On the site you can find a lot of funny videos with Nick in Tokyo, or you can just go to the youtube channel at http://www.youtube.com/user/tokyogamerzed . Some games are about finding strange things in Tokyo and others about video games.
SO CHECK IT OUT!
And now ... the sword ...
That's the sound effect I use with the sword. I learned it from my aikido sensei who liked to make us laugh mid-way through wazas.
As I mentioned in previous posts, iaido is this brand new practice I'm working on and it's utterly fun and exciting in every aspect. In the last post I even wondered:
Can we have a practice that is only fun, allowing us to climb straight up the mountain without falling into depressing valleys of failure?
I'm not sure yet, because I just started, but I've already discovered one pitfall that may send us down to hell in our budo practice:
Until now I've been begging to get a sword so that I could practice on my own. This is hard to do with aikido because you need partners, and kyudo because you need the bow, space, and target ... but with iaido finally I have something I can practice and explore alone. (Though I'm sure doing too much without supervision will be cause for trouble ... but I don't know! I'm going to find out, and wonder how that aspect of iaido will play out ... surely it'll come up in future posts).
So I got the sword, and then I began to think ...
I began thinking about when I'm going to practice, and how I can do it for a long time everyday. That thought in and of itself isn't bad, in fact it's good and necessary ... but somewhere along the way I began making a schedule in my head. "OK, so I'll practice every morning so that I can do it everyday and get it over with before other things get in the way." That's a good idea, but I already have a morning routine that feels full with sitting for 20 minutes, followed by a shower and making breakfast, and then 30 minutes of kanji practice while drinking coffee. It's working out perfect, but I think adding anything else may disrupt the harmony I've cultivated.
What do I do?
(Starting to think ... OK, that's not a bad thing.)
Take out the sitting? No, I can't do that, I need that. I can't take out the kanji.
(I start becoming inflexible, and evaluating the "value" of my practices.)
Should I wake up earlier?
(Iaido practice is no longer fun, but a task to schedule in.)
Should I just forget it and practice throughout the day when I have time?
(Not directly dealing with my desire to practice, leaving it to be decided by the outside world instead of myself.)
Dammit I'll never get a solo routine with iaido, so I'll never get good! This is all a waste of time!
(And I'm tumbling down the mountain.)
So ... there's a lot of things going on around here, but I'll just lightly handle it with the mind I've had that's gotten excited about iaido in the first place.

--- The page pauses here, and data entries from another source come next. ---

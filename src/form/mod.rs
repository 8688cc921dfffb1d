//! Typed view over arbitrary form-submission JSON.
//!
//! Upstream services attach free-form JSON to workflow tasks. Rather than
//! duck-typing that payload everywhere, it is checked once at the boundary and
//! turned into a [`FormSubmission`]: an ordered list of fields whose values are
//! either scalars, sequences of row objects, or an explicitly unrecognised shape.

use serde::ser::{Serialize, SerializeMap, Serializer};
use serde_json::{Map, Value};

/// A single JSON leaf value.
#[derive(Debug, Clone, PartialEq)]
pub enum Scalar {
    Null,
    Bool(bool),
    Number(f64),
    Text(String),
}

impl Scalar {
    /// Converts a JSON value, flattening nested arrays and objects to their
    /// compact JSON text.
    pub fn from_json(value: &Value) -> Self {
        match value {
            Value::Null => Scalar::Null,
            Value::Bool(flag) => Scalar::Bool(*flag),
            Value::Number(number) => number
                .as_f64()
                .map(Scalar::Number)
                .unwrap_or_else(|| Scalar::Text(number.to_string())),
            Value::String(text) => Scalar::Text(text.clone()),
            Value::Array(_) | Value::Object(_) => Scalar::Text(value.to_string()),
        }
    }

    pub fn is_null(&self) -> bool {
        matches!(self, Scalar::Null)
    }

    /// Whether the value renders as nothing (`null` or blank text).
    pub fn is_blank(&self) -> bool {
        match self {
            Scalar::Null => true,
            Scalar::Text(text) => text.is_empty(),
            _ => false,
        }
    }

    /// JavaScript-style truthiness: `null`, `false`, `0` and `""` are falsy.
    pub fn is_truthy(&self) -> bool {
        match self {
            Scalar::Null => false,
            Scalar::Bool(flag) => *flag,
            Scalar::Number(number) => *number != 0.0 && !number.is_nan(),
            Scalar::Text(text) => !text.is_empty(),
        }
    }

    /// Short tag naming the JSON kind, used in cache keys.
    pub fn kind(&self) -> &'static str {
        match self {
            Scalar::Null => "null",
            Scalar::Bool(_) => "boolean",
            Scalar::Number(_) => "number",
            Scalar::Text(_) => "string",
        }
    }

    /// Text rendering of the raw value (`null` renders empty).
    pub fn to_text(&self) -> String {
        match self {
            Scalar::Null => String::new(),
            Scalar::Bool(flag) => flag.to_string(),
            Scalar::Number(number) => number_text(*number),
            Scalar::Text(text) => text.clone(),
        }
    }

    pub fn as_number(&self) -> Option<f64> {
        match self {
            Scalar::Number(number) => Some(*number),
            _ => None,
        }
    }
}

fn number_text(number: f64) -> String {
    if number.fract() == 0.0 && number.abs() < 1e15 {
        format!("{}", number as i64)
    } else {
        number.to_string()
    }
}

impl From<&str> for Scalar {
    fn from(text: &str) -> Self {
        Scalar::Text(text.to_string())
    }
}

impl From<f64> for Scalar {
    fn from(number: f64) -> Self {
        Scalar::Number(number)
    }
}

impl From<bool> for Scalar {
    fn from(flag: bool) -> Self {
        Scalar::Bool(flag)
    }
}

/// One element of a row sequence: ordered `(column key, value)` pairs.
#[derive(Debug, Clone, PartialEq, Default)]
pub struct Row {
    cells: Vec<(String, Scalar)>,
}

impl Row {
    pub fn new(cells: Vec<(String, Scalar)>) -> Self {
        Self { cells }
    }

    fn from_object(object: &Map<String, Value>) -> Self {
        Self {
            cells: object
                .iter()
                .map(|(key, value)| (key.clone(), Scalar::from_json(value)))
                .collect(),
        }
    }

    pub fn get(&self, key: &str) -> Option<&Scalar> {
        self.cells
            .iter()
            .find(|(cell_key, _)| cell_key == key)
            .map(|(_, value)| value)
    }

    pub fn keys(&self) -> impl Iterator<Item = &str> {
        self.cells.iter().map(|(key, _)| key.as_str())
    }

    pub fn cells(&self) -> &[(String, Scalar)] {
        &self.cells
    }

    pub fn is_empty(&self) -> bool {
        self.cells.is_empty()
    }
}

/// The value held by a top-level form field.
#[derive(Debug, Clone, PartialEq)]
pub enum FormValue {
    Scalar(Scalar),
    /// An ordered sequence of row objects; a candidate table.
    Rows(Vec<Row>),
    /// Anything else (nested objects, arrays of scalars), kept verbatim.
    Unrecognized(Value),
}

impl FormValue {
    /// Shape-checks a JSON value.
    pub fn from_json(value: &Value) -> Self {
        match value {
            Value::Array(items) => {
                let rows: Option<Vec<Row>> = items
                    .iter()
                    .map(|item| item.as_object().map(Row::from_object))
                    .collect();
                match rows {
                    Some(rows) => FormValue::Rows(rows),
                    None => FormValue::Unrecognized(value.clone()),
                }
            }
            Value::Object(_) => FormValue::Unrecognized(value.clone()),
            other => FormValue::Scalar(Scalar::from_json(other)),
        }
    }

    pub fn as_scalar(&self) -> Option<&Scalar> {
        match self {
            FormValue::Scalar(scalar) => Some(scalar),
            _ => None,
        }
    }

    pub fn as_rows(&self) -> Option<&[Row]> {
        match self {
            FormValue::Rows(rows) => Some(rows),
            _ => None,
        }
    }

    /// Presence test mirroring JavaScript truthiness; sequences are always
    /// truthy, even when empty.
    pub fn is_truthy(&self) -> bool {
        match self {
            FormValue::Scalar(scalar) => scalar.is_truthy(),
            FormValue::Rows(_) | FormValue::Unrecognized(_) => true,
        }
    }

    /// Flattens the value to a display scalar: unrecognised shapes become their
    /// compact JSON text, row sequences are not scalars.
    pub fn to_scalar(&self) -> Option<Scalar> {
        match self {
            FormValue::Scalar(scalar) => Some(scalar.clone()),
            FormValue::Unrecognized(value) => Some(Scalar::Text(value.to_string())),
            FormValue::Rows(_) => None,
        }
    }
}

impl Serialize for Scalar {
    fn serialize<S: Serializer>(&self, serializer: S) -> Result<S::Ok, S::Error> {
        match self {
            Scalar::Null => serializer.serialize_none(),
            Scalar::Bool(flag) => serializer.serialize_bool(*flag),
            Scalar::Number(number) => serializer.serialize_f64(*number),
            Scalar::Text(text) => serializer.serialize_str(text),
        }
    }
}

impl Serialize for Row {
    fn serialize<S: Serializer>(&self, serializer: S) -> Result<S::Ok, S::Error> {
        let mut map = serializer.serialize_map(Some(self.cells.len()))?;
        for (key, value) in &self.cells {
            map.serialize_entry(key, value)?;
        }
        map.end()
    }
}

/// A whole form submission in source key order.
#[derive(Debug, Clone, PartialEq, Default)]
pub struct FormSubmission {
    fields: Vec<(String, FormValue)>,
}

impl FormSubmission {
    /// Builds a submission from a JSON object. Any other JSON shape yields
    /// `None`; callers treat that as "no form payload".
    pub fn from_json(value: &Value) -> Option<Self> {
        let object = value.as_object()?;
        let fields = object
            .iter()
            .map(|(key, value)| (key.clone(), FormValue::from_json(value)))
            .collect();
        Some(Self { fields })
    }

    pub fn new(fields: Vec<(String, FormValue)>) -> Self {
        Self { fields }
    }

    pub fn get(&self, key: &str) -> Option<&FormValue> {
        self.fields
            .iter()
            .find(|(field_key, _)| field_key == key)
            .map(|(_, value)| value)
    }

    pub fn scalar(&self, key: &str) -> Option<&Scalar> {
        self.get(key).and_then(FormValue::as_scalar)
    }

    pub fn rows(&self, key: &str) -> Option<&[Row]> {
        self.get(key).and_then(FormValue::as_rows)
    }

    pub fn contains_key(&self, key: &str) -> bool {
        self.get(key).is_some()
    }

    /// True when `key` is present with a truthy value.
    pub fn has_truthy(&self, key: &str) -> bool {
        self.get(key).is_some_and(FormValue::is_truthy)
    }

    pub fn iter(&self) -> impl Iterator<Item = (&str, &FormValue)> {
        self.fields.iter().map(|(key, value)| (key.as_str(), value))
    }

    pub fn keys(&self) -> impl Iterator<Item = &str> {
        self.fields.iter().map(|(key, _)| key.as_str())
    }

    pub fn len(&self) -> usize {
        self.fields.len()
    }

    pub fn is_empty(&self) -> bool {
        self.fields.is_empty()
    }
}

1.) Iaido is something I've fantasized about for a long time. I remember in my early karate days, weapons were also a part of training. There were many different weapons my sensei worked on, and for beginners he usually had us work with escrima sticks, and then learn bo forms. That is where I was at, but I remember a couple advanced students working on the sword, and I was utterly captivated. My teacher had practice swords on the wall, and an atmosphere about himself and the dojo itself that just filled me with curiousity about the sword. With that dojo I never got to the sword (I still remember and love practicing some of the escrima stuff but don't remember anything about the bo form I learned) and have gone through my martial arts experience without any time with the Japanese sword. (Though I did learn a tai chi saber form I still remember and practice often.) Perhaps I'm so intrigued by the Japanese sword because I've had to wait 10 years to finally begin its practice. I think it's just bad-ass anyway.
I already have a great love and admiration for the sword, I'm not about to sour it with over thinking.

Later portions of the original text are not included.